You do have to pay tax on any income that you earn on the money after it is in your account.
If the money is something other than an unrestricted gift, post more details.
It depends on why your mother transferred the money to your account. If it's a gift, you do not pay tax on it, and you don't even enter it in your tax return. However, your mother must file a gift tax return, Form 709, which applies the gift to her lifetime exclusion. She will not have to pay any gift tax unless she has exceeded the lifetime exclusion, but she has to file the return.
You do have to pay tax on any income that you earn on the money after it is in your account.

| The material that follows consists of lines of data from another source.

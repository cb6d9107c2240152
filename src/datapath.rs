//! The downward contract: the forwarding engine a switch drives.
//!
//! The switch core never forwards packets itself; it mirrors rules and
//! ports into a provider implementing this trait and consumes the events
//! the provider reports back. Kernel and userspace engines differ only
//! behind this boundary.

use thiserror::Error;

use crate::message::{Action, FlowRemovedReason, PacketInReason, PortDesc, PortFeatures};
use crate::rule::Rule;

/// Provider-side failures, kept separate from the OpenFlow error taxonomy.
#[derive(Debug, Error)]
pub enum DatapathError {
    /// The underlying device was destroyed externally. Fatal: the caller
    /// should tear the switch down.
    #[error("datapath device is gone")]
    DeviceGone,
    /// The provider's event queue overflowed; the caller must re-enumerate
    /// ports to resynchronize.
    #[error("datapath event queue overflowed")]
    NoBufs,
    #[error("operation not supported by this datapath")]
    NotSupported,
    #[error("no such port")]
    NoSuchPort,
    #[error("datapath io error: {0}")]
    Io(#[from] std::io::Error),
}

/// A port as the datapath reports it, before the core opens it.
#[derive(Debug, Clone, PartialEq, Eq)]
pub struct DatapathPort {
    pub name: String,
    pub typ: String,
    pub ofp_port: u16,
}

/// An open descriptor for a datapath port's underlying device.
///
/// The core owns the base record; the provider owns whatever state backs
/// it, keyed by the generation id. Dropping a `Netdev` without closing it
/// through the provider leaks the provider-side state, so every removal
/// path hands it back via `netdev_close`.
#[derive(Debug, PartialEq, Eq)]
pub struct Netdev {
    pub name: String,
    pub generation: u64,
}

/// Work the provider hands back from `run`.
#[derive(Debug, Clone, PartialEq)]
pub enum DatapathEvent {
    /// A rule hit its idle or hard timeout inside the datapath.
    Expired {
        pattern: crate::message::Pattern,
        priority: u32,
        reason: FlowRemovedReason,
    },
    /// A packet the datapath could not classify, to be punted upward.
    PacketIn {
        packet: Vec<u8>,
        in_port: u16,
        reason: PacketInReason,
    },
}

/// The only downward interface of the switch core.
pub trait DatapathProvider {
    /// Open provider state for the named switch.
    fn construct(&mut self, switch_name: &str) -> Result<(), DatapathError>;

    /// Release provider state. Infallible by contract.
    fn destruct(&mut self);

    /// One bounded unit of work. `Err(DeviceGone)` is fatal to the switch.
    fn run(&mut self) -> Result<Vec<DatapathEvent>, DatapathError>;

    /// Register wakeup sources with the host poll loop.
    fn wait(&self) {}

    fn port_query_by_name(&self, name: &str) -> Option<DatapathPort>;

    fn port_add(&mut self, name: &str) -> Result<u16, DatapathError>;

    fn port_del(&mut self, ofp_port: u16) -> Result<(), DatapathError>;

    /// Enumerate every datapath port.
    fn port_dump(&self) -> Vec<DatapathPort>;

    /// One changed port name, `Ok(None)` when nothing changed, or
    /// `Err(NoBufs)` when the caller must re-enumerate everything.
    fn port_poll(&mut self) -> Result<Option<String>, DatapathError>;

    fn port_poll_wait(&self) {}

    /// Open the device behind a datapath port: fetch its MAC, admin flags,
    /// carrier, and feature masks, packed into a `PortDesc`.
    fn port_open(&mut self, port: &DatapathPort) -> Result<(Netdev, PortDesc), DatapathError>;

    /// Return an open descriptor to the provider.
    fn netdev_close(&mut self, netdev: Netdev);

    fn netdev_set_admin_state(&mut self, netdev: &Netdev, up: bool) -> Result<(), DatapathError>;

    fn netdev_set_advertisements(
        &mut self,
        netdev: &Netdev,
        advertise: PortFeatures,
    ) -> Result<(), DatapathError>;

    /// Mirror a freshly installed rule.
    fn rule_construct(&mut self, rule: &Rule) -> Result<(), DatapathError>;

    /// Drop the datapath's mirror of a rule. Infallible by contract.
    fn rule_remove(&mut self, rule: &Rule);

    /// Release any provider state still linked to a rule after its mirror
    /// is gone. Infallible by contract.
    fn rule_destruct(&mut self, _rule: &Rule) {}

    fn rule_modify_actions(&mut self, rule: &Rule) -> Result<(), DatapathError>;

    /// Run `packet` through the rule's actions, crediting its counters.
    fn rule_execute(
        &mut self,
        rule: &Rule,
        in_port: u16,
        packet: &[u8],
    ) -> Result<(), DatapathError>;

    /// Fetch a rule's packet and byte counters.
    fn rule_get_stats(&self, rule: &Rule) -> (u64, u64);

    /// Execute an ad-hoc action list on an ad-hoc packet.
    fn packet_out(
        &mut self,
        actions: &[Action],
        packet: &[u8],
        in_port: Option<u16>,
    ) -> Result<(), DatapathError>;

    fn get_drop_frags(&self) -> bool;

    fn set_drop_frags(&mut self, drop_frags: bool);

    /// Transmit/receive counters for an open device, when the provider
    /// tracks them. `None` reads as all-zero counters.
    fn netdev_get_stats(&self, _netdev: &Netdev) -> Option<crate::message::PortStats> {
        None
    }

    /// Bulk-remove every rule, when the engine has a faster path than
    /// per-rule removal.
    fn flush(&mut self) -> Result<(), DatapathError> {
        Err(DatapathError::NotSupported)
    }
}

/// The provider factory: one per datapath type the host links in. The host
/// hands the created provider to `Switch::create`; no runtime provider swap
/// exists.
pub trait DatapathFactory {
    /// The datapath type this factory builds, e.g. "system" or "netdev".
    fn typ(&self) -> &str;

    /// Names of the datapaths of this type that already exist.
    fn enumerate_names(&self) -> Vec<String>;

    /// Delete a datapath that no switch has open.
    fn del(&self, name: &str) -> Result<(), DatapathError>;

    fn create(&self, name: &str) -> Result<Box<dyn DatapathProvider>, DatapathError>;
}

/// The datapath types offered by a set of factories.
pub fn enumerate_types(factories: &[&dyn DatapathFactory]) -> Vec<String> {
    let mut types: Vec<String> = factories.iter().map(|f| f.typ().to_string()).collect();
    types.sort();
    types.dedup();
    types
}

/// Canonical form of a datapath type name: the empty string means the
/// default kernel datapath.
pub fn normalize_type(typ: &str) -> &str {
    if typ.is_empty() {
        "system"
    } else {
        typ
    }
}

/// An in-memory provider for the crate's own tests. State lives behind a
/// shared handle so a test can mutate the simulated datapath while the
/// switch owns the provider.
#[cfg(test)]
pub mod testing {
    use std::cell::RefCell;
    use std::collections::HashMap;
    use std::rc::Rc;

    use super::*;
    use crate::message::{PortConfig, PortState, StpState};

    #[derive(Debug, Clone)]
    pub struct TestPort {
        pub name: String,
        pub ofp_port: u16,
        pub hw_addr: u64,
        pub link_down: bool,
    }

    #[derive(Default)]
    pub struct TestState {
        pub ports: HashMap<String, TestPort>,
        pub pending_changes: Vec<String>,
        pub bulk_change: bool,
        pub events: Vec<DatapathEvent>,
        pub device_gone: bool,
        pub constructed: bool,
        pub rules_mirrored: usize,
        pub executed: Vec<(Vec<u8>, u16)>,
        pub packet_outs: Vec<Vec<u8>>,
        pub stats: HashMap<(crate::message::Pattern, u32), (u64, u64)>,
        pub drop_frags: bool,
        pub flushed: usize,
        pub open_netdevs: usize,
        next_generation: u64,
    }

    impl TestState {
        pub fn add_port(&mut self, name: &str, ofp_port: u16) {
            self.ports.insert(
                name.to_string(),
                TestPort {
                    name: name.to_string(),
                    ofp_port,
                    hw_addr: 0x0200_0000_0000 | ofp_port as u64,
                    link_down: false,
                },
            );
        }
    }

    /// A datapath that records what the switch asks of it.
    #[derive(Default)]
    pub struct TestDatapath {
        state: Rc<RefCell<TestState>>,
    }

    impl TestDatapath {
        pub fn new() -> TestDatapath {
            TestDatapath::default()
        }

        pub fn with_port(self, name: &str, ofp_port: u16) -> TestDatapath {
            self.state.borrow_mut().add_port(name, ofp_port);
            self
        }

        /// A handle the test keeps after the switch takes the provider.
        pub fn handle(&self) -> Rc<RefCell<TestState>> {
            Rc::clone(&self.state)
        }
    }

    impl DatapathProvider for TestDatapath {
        fn construct(&mut self, _switch_name: &str) -> Result<(), DatapathError> {
            self.state.borrow_mut().constructed = true;
            Ok(())
        }

        fn destruct(&mut self) {
            self.state.borrow_mut().constructed = false;
        }

        fn run(&mut self) -> Result<Vec<DatapathEvent>, DatapathError> {
            let mut state = self.state.borrow_mut();
            if state.device_gone {
                return Err(DatapathError::DeviceGone);
            }
            Ok(std::mem::take(&mut state.events))
        }

        fn port_query_by_name(&self, name: &str) -> Option<DatapathPort> {
            self.state.borrow().ports.get(name).map(|p| DatapathPort {
                name: p.name.clone(),
                typ: "system".to_string(),
                ofp_port: p.ofp_port,
            })
        }

        fn port_add(&mut self, name: &str) -> Result<u16, DatapathError> {
            let mut state = self.state.borrow_mut();
            let next = state.ports.values().map(|p| p.ofp_port).max().unwrap_or(0) + 1;
            state.add_port(name, next);
            state.pending_changes.push(name.to_string());
            Ok(next)
        }

        fn port_del(&mut self, ofp_port: u16) -> Result<(), DatapathError> {
            let mut state = self.state.borrow_mut();
            let name = state
                .ports
                .values()
                .find(|p| p.ofp_port == ofp_port)
                .map(|p| p.name.clone())
                .ok_or(DatapathError::NoSuchPort)?;
            state.ports.remove(&name);
            state.pending_changes.push(name);
            Ok(())
        }

        fn port_dump(&self) -> Vec<DatapathPort> {
            let state = self.state.borrow();
            let mut out: Vec<DatapathPort> = state
                .ports
                .values()
                .map(|p| DatapathPort {
                    name: p.name.clone(),
                    typ: "system".to_string(),
                    ofp_port: p.ofp_port,
                })
                .collect();
            out.sort_by_key(|p| p.ofp_port);
            out
        }

        fn port_poll(&mut self) -> Result<Option<String>, DatapathError> {
            let mut state = self.state.borrow_mut();
            if state.bulk_change {
                state.bulk_change = false;
                state.pending_changes.clear();
                return Err(DatapathError::NoBufs);
            }
            if state.pending_changes.is_empty() {
                Ok(None)
            } else {
                Ok(Some(state.pending_changes.remove(0)))
            }
        }

        fn port_open(&mut self, port: &DatapathPort) -> Result<(Netdev, PortDesc), DatapathError> {
            let mut state = self.state.borrow_mut();
            let test_port = state
                .ports
                .get(&port.name)
                .cloned()
                .ok_or(DatapathError::NoSuchPort)?;
            state.next_generation += 1;
            state.open_netdevs += 1;
            let netdev = Netdev {
                name: port.name.clone(),
                generation: state.next_generation,
            };
            let desc = PortDesc {
                port_no: port.ofp_port,
                hw_addr: test_port.hw_addr,
                name: port.name.clone(),
                config: PortConfig::default(),
                state: PortState {
                    down: test_port.link_down,
                    stp_state: StpState::Forward,
                },
                curr: PortFeatures {
                    f_1gbfd: true,
                    copper: true,
                    autoneg: true,
                    ..Default::default()
                },
                advertised: PortFeatures::default(),
                supported: PortFeatures::default(),
                peer: PortFeatures::default(),
            };
            Ok((netdev, desc))
        }

        fn netdev_close(&mut self, _netdev: Netdev) {
            let mut state = self.state.borrow_mut();
            state.open_netdevs = state.open_netdevs.saturating_sub(1);
        }

        fn netdev_set_admin_state(
            &mut self,
            _netdev: &Netdev,
            _up: bool,
        ) -> Result<(), DatapathError> {
            Ok(())
        }

        fn netdev_set_advertisements(
            &mut self,
            _netdev: &Netdev,
            _advertise: PortFeatures,
        ) -> Result<(), DatapathError> {
            Ok(())
        }

        fn rule_construct(&mut self, _rule: &Rule) -> Result<(), DatapathError> {
            self.state.borrow_mut().rules_mirrored += 1;
            Ok(())
        }

        fn rule_remove(&mut self, _rule: &Rule) {
            let mut state = self.state.borrow_mut();
            state.rules_mirrored = state.rules_mirrored.saturating_sub(1);
        }

        fn rule_modify_actions(&mut self, _rule: &Rule) -> Result<(), DatapathError> {
            Ok(())
        }

        fn rule_execute(
            &mut self,
            _rule: &Rule,
            in_port: u16,
            packet: &[u8],
        ) -> Result<(), DatapathError> {
            self.state.borrow_mut().executed.push((packet.to_vec(), in_port));
            Ok(())
        }

        fn rule_get_stats(&self, rule: &Rule) -> (u64, u64) {
            self.state
                .borrow()
                .stats
                .get(&(rule.pattern.clone(), rule.priority))
                .copied()
                .unwrap_or((0, 0))
        }

        fn packet_out(
            &mut self,
            _actions: &[Action],
            packet: &[u8],
            _in_port: Option<u16>,
        ) -> Result<(), DatapathError> {
            self.state.borrow_mut().packet_outs.push(packet.to_vec());
            Ok(())
        }

        fn get_drop_frags(&self) -> bool {
            self.state.borrow().drop_frags
        }

        fn set_drop_frags(&mut self, drop_frags: bool) {
            self.state.borrow_mut().drop_frags = drop_frags;
        }

        fn flush(&mut self) -> Result<(), DatapathError> {
            let mut state = self.state.borrow_mut();
            state.flushed += 1;
            state.rules_mirrored = 0;
            Ok(())
        }
    }
}

#[cfg(test)]
mod tests {
    use super::*;

    #[test]
    fn empty_type_normalizes_to_system() {
        assert_eq!(normalize_type(""), "system");
        assert_eq!(normalize_type("netdev"), "netdev");
    }
}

If the money is something other than an unrestricted gift, post more details.
No, the recipient of a gift does not pay the tax. Your mother will file a Form 709 to report the gift.
What if it is a Unified Tax credit?
A unified tax credit is a certain amount of assets that each person is allowed to gift to other parties without having to pay gift, estate, or generation-skipping transfer taxes.
She is still required to file Form 709 to report what she gifted, so it can be applied against the Unified Credit. Every gift given must be applied. In the event gifts exceed this amount, they begin to be taxed. Gifts given during life are subtracted as they are given.
The basic exclusion amount for determining the unified credit against the estate tax will be $11,580,000 for decedents dying in calendar year 2020.
@Kimberl762 wrote:
What if it is a Unified Tax credit?
"Unified credit," "lifetime exclusion," and "basic exclusion" are all just different words for the same thing.